Arcadi Espada

Una de las falsedades más estridentes de los cambios en los honores que prevén los ayuntamientos callejeros -con discusiones culturales como las de Dalí, Foxá o Pemán- es que estén fundamentados en la llamada memoria histórica, el oxímoron de aquel presidente quiasmo. Cuando en 1931 o en 1939 las ciudades españolas sufrieron las primeras grandes oleadas de depuración del nomenclátor nadie las justificó con paparruchas. Se trataba de venganza. El espacio público se entendió como prolongación del campo de batalla, con sus vencedores y sus vencidos.
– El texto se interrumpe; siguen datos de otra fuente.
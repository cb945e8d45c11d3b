//! Product tile used by the home and search grids.

use leptos::*;
use leptos_router::A;

use crate::components::ui::Button;
use crate::store::use_app_store;
use crate::types::Product;

#[component]
pub fn ProductCard(product: Product) -> impl IntoView {
    let store = use_app_store();
    let title = product.title.clone();
    let image_alt = product.title.clone();
    let image = product.images.first().cloned();
    let discount_price = product.discount_price;
    let sale_price = product.sale_price;
    let detail_href = format!("/product/{}", product.id);

    let add_to_cart = move |_| {
        store.cart.add(product.clone());
        store.set_toast("Added to cart");
    };

    view! {
        <div class="product-card">
            <A href=detail_href class="product-media">
                {match image {
                    Some(src) => view! { <img class="product-img" src=src alt=image_alt.clone()/> }.into_view(),
                    None => view! { <div class="product-img product-img-empty">"No image"</div> }.into_view(),
                }}
            </A>
            <div class="product-info">
                <h3 class="product-title">{title}</h3>
                <div class="product-prices">
                    <span class="price">{format!("${discount_price:.2}")}</span>
                    <Show when=move || { sale_price > discount_price } fallback=|| view! { }>
                        <span class="price-struck">{format!("${sale_price:.2}")}</span>
                    </Show>
                </div>
                <Button on_press=add_to_cart>"Add to Cart"</Button>
            </div>
        </div>
    }
}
La transición trató el asunto con más matiz, pero en Barcelona la limpieza fue radical. Adoptó incluso formas de una cierta sofisticación, aún más letal respecto del olvido, como en el caso del tardío monumento a José Antonio Primo de Rivera, que durante muchos años democráticos lució despojado de toda su simbología, pura y absurda piedra muda. No sé si el propósito, pero el resultado está meridianamente claro. Ni placas ni lápidas ni monumentos explican hoy que hubo una Barcelona franquista: que es lo que el nacionalismo, de izquierda a derecha, necesita demostrar. El resultado solo puede asimilarse con aquello que dejó dicho, con su habitual celeridad, Manuel Fraga: "La calle es mía".



Tal vez sea imposible tratar de convencer al pueblo y a la política de que los honores lapidarios no deben distribuirse en razón de la simpatía ideológica sino de la importancia objetiva que un hombre haya tenido para su comunidad en algún momento de la historia. Por lo tanto es preciso transigir con que la memoria solo sea un hemisferio de la política. Y la continuación de la guerra civil por otros medios. Pero presentar esa operación como derivada de la justicia o la ciencia histórica es añadir a la falsedad del mecanismo originario una coartada bravucona, de índole comprensiblemente callejera.